A 30 member team was formed to track all the individuals who came in touch with the patient. The team painstakingly identified all the individuals and got them quarantined. Most of them where home quarantined and continuously monitored to check if they were showing any symptoms. In a few weeks the ‘Patient Zero’ recovered and the other individuals were found not to have contracted the virus from him. By the time the second outbreak was contained, the health department had enough knowledge on how to manage virus outbreak as well as about treating Nipah virus.

A few important learning and capabilities that got built as a result where,

  1. Building route maps (Contact tracing): The approach to track the contacts of infected person, which is then published for public consumption and for them to let officials know whether they were also infected
  2. The need to be transparent: Kerala learned from China that if information is suppressed it will have a bigger impact.
  3. Co-opting media: This is a learning Kerala got when it managed the HIV threat. Media became a partner and ensured that news is not sensationalised. They also focused on educating the masses.
  4. Role of social media: Social media if not properly managed can create major challenges. However social media can be used to improve transparency and cut down fake messages.
  5. Psychological needs of patients and families: The patients and their families go through lot of trauma and stress and a support system is important for them to stay sane.
  6. Role of communities: Virus outbreaks cannot be managed by Govt. machineries alone, but they need support of communities, including opinion leaders, religious leaders, media, civil society.

Corona virus came at this juncture. The state was very well prepared and had all the knowledge required for containment. The two Nipah virus outbreak had also created a culture of learning and Government machinery is more conducive and open to knowledge and information from any source related to virus containment. The knowledge on corona virus containment was fast acquired from countries like China, South Korea and Singapore and the same is getting applied.

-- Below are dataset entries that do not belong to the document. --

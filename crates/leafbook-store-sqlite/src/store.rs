//! [`SqliteStore`]: the SQLite implementation of [`PlantStore`].

use std::path::Path;

use chrono::{DateTime, Utc};
use rusqlite::{Connection, OptionalExtension as _};
use tracing::debug;

use leafbook_core::{
  leaf::LeafEvent,
  plant::{NewPlant, Plant, PlantPatch},
  store::{PlantQuery, PlantStore},
};

use crate::{
  encode::{
    decode_dt, encode_dt, image_columns, stored_precision, RawPlant, PLANT_COLUMNS,
  },
  query::{register_functions, select_plants},
  schema::SCHEMA,
  Error, Result,
};

// ─── Store ───────────────────────────────────────────────────────────────────

/// A plant catalogue backed by a single SQLite file.
pub struct SqliteStore {
  conn: Connection,
}

impl SqliteStore {
  /// Open (or create) a store at `path` and run schema initialisation.
  pub fn open(path: impl AsRef<Path>) -> Result<Self> {
    let conn = Connection::open(path)?;
    let store = Self { conn };
    store.init()?;
    Ok(store)
  }

  /// Open an in-memory store. Nothing is persisted.
  pub fn open_in_memory() -> Result<Self> {
    let conn = Connection::open_in_memory()?;
    let store = Self { conn };
    store.init()?;
    Ok(store)
  }

  fn init(&self) -> Result<()> {
    register_functions(&self.conn)?;
    self.conn.execute_batch(SCHEMA)?;
    Ok(())
  }

  fn fetch_plant(conn: &Connection, id: i64) -> Result<Option<Plant>> {
    let raw: Option<RawPlant> = conn
      .query_row(
        &format!("SELECT {PLANT_COLUMNS} FROM plants WHERE id = ?1"),
        rusqlite::params![id],
        RawPlant::from_row,
      )
      .optional()?;

    raw.map(RawPlant::into_plant).transpose()
  }

  fn plant_exists(conn: &Connection, id: i64) -> Result<bool> {
    Ok(
      conn
        .query_row(
          "SELECT 1 FROM plants WHERE id = ?1",
          rusqlite::params![id],
          |_| Ok(true),
        )
        .optional()?
        .unwrap_or(false),
    )
  }
}

// ─── PlantStore impl ─────────────────────────────────────────────────────────

impl PlantStore for SqliteStore {
  type Error = Error;

  // ── Plants ────────────────────────────────────────────────────────────────

  fn insert_plant(&self, input: NewPlant) -> Result<Plant> {
    let created_at = stored_precision(Utc::now());
    let (image_path, image_media_type, image_hash) =
      image_columns(input.image.as_ref());

    self.conn.execute(
      "INSERT INTO plants (
         name, family, age_months,
         image_path, image_media_type, image_hash,
         created_at
       ) VALUES (?1, ?2, ?3, ?4, ?5, ?6, ?7)",
      rusqlite::params![
        input.name,
        input.family,
        input.age_months,
        image_path,
        image_media_type,
        image_hash,
        encode_dt(created_at),
      ],
    )?;
    let id = self.conn.last_insert_rowid();
    debug!(id, name = %input.name, "inserted plant");

    Ok(Plant {
      id,
      name: input.name,
      family: input.family,
      age_months: input.age_months,
      image: input.image,
      created_at,
      last_leaf_at: None,
    })
  }

  fn update_plant(&self, id: i64, patch: &PlantPatch) -> Result<bool> {
    let tx = self.conn.unchecked_transaction()?;

    let Some(existing) = Self::fetch_plant(&tx, id)? else {
      return Ok(false);
    };
    let merged = existing.merged(patch)?;
    let (image_path, image_media_type, image_hash) =
      image_columns(merged.image.as_ref());

    let changed = tx.execute(
      "UPDATE plants
          SET name = ?1, family = ?2, age_months = ?3,
              image_path = ?4, image_media_type = ?5, image_hash = ?6
        WHERE id = ?7",
      rusqlite::params![
        merged.name,
        merged.family,
        merged.age_months,
        image_path,
        image_media_type,
        image_hash,
        id,
      ],
    )?;
    tx.commit()?;
    debug!(id, "updated plant");

    Ok(changed > 0)
  }

  fn get_plant(&self, id: i64) -> Result<Option<Plant>> {
    Self::fetch_plant(&self.conn, id)
  }

  fn query_plants(&self, query: &PlantQuery) -> Result<Vec<Plant>> {
    let bound = select_plants(query);

    let mut stmt = self.conn.prepare(&bound.sql)?;
    let raws = stmt
      .query_map(rusqlite::params_from_iter(bound.params.iter()), RawPlant::from_row)?
      .collect::<rusqlite::Result<Vec<_>>>()?;

    raws.into_iter().map(RawPlant::into_plant).collect()
  }

  // ── Leaf events ───────────────────────────────────────────────────────────

  fn record_leaf_event(
    &self,
    plant_id: i64,
    appeared_at: Option<DateTime<Utc>>,
  ) -> Result<LeafEvent> {
    let appeared_at = stored_precision(appeared_at.unwrap_or_else(Utc::now));
    let tx = self.conn.unchecked_transaction()?;

    if !Self::plant_exists(&tx, plant_id)? {
      return Err(Error::PlantNotFound(plant_id));
    }

    tx.execute(
      "INSERT INTO leaf_events (plant_id, appeared_at) VALUES (?1, ?2)",
      rusqlite::params![plant_id, encode_dt(appeared_at)],
    )?;
    tx.execute(
      "UPDATE plants
          SET last_leaf_at = (SELECT MAX(appeared_at) FROM leaf_events WHERE plant_id = ?1)
        WHERE id = ?1",
      rusqlite::params![plant_id],
    )?;
    tx.commit()?;
    debug!(plant_id, %appeared_at, "recorded leaf event");

    Ok(LeafEvent { plant_id, appeared_at })
  }

  fn list_leaf_events(&self, plant_id: i64) -> Result<Vec<DateTime<Utc>>> {
    let mut stmt = self.conn.prepare(
      "SELECT appeared_at FROM leaf_events
        WHERE plant_id = ?1
        ORDER BY appeared_at, id",
    )?;
    let raws = stmt
      .query_map(rusqlite::params![plant_id], |row| row.get::<_, String>(0))?
      .collect::<rusqlite::Result<Vec<_>>>()?;

    raws.iter().map(|s| decode_dt(s)).collect()
  }
}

However an unknown challenge that Kerala faced was because of the source of Corona virus. While the previous two outbreaks happened in Kerala, in the case of Covid-19, it was imported. The Government machinery which was all geared for virus containment, was though not geared to stop virus imports. Since Kerala has a large diaspora, many Keralites or Malayalees who came from outside India, brought the virus along with them. The epicentre of the outbreak also keeps changing, which is adding to the challenge. Even though screening in airports and borders were made stricter, it was something new to the state machinery. There was also a need for multiple government machineries to collaborate. In the case of Nipah, mostly health department was involved, however in the case of Corona virus, the police department also came into the picture. Probably multiple teams working together and the fact that border screening is something new to Kerala, many leakages happened, which resulted in spurt of cases across.

Fortunately, the strength of health department is in containing virus, and they are able to arrest the virus spread, once a patient is identified. As per Kerala Government updates, community transmission is still not detected and unless if some unknown challenges happen for which the state machinery does not have enough knowledge, the possibilities of community transmission is low.

As we look forward to an end to this, let us pray that all of us appreciate the value of knowledge and work towards safeguarding and leveraging the knowledge we are acquiring, for future challenges.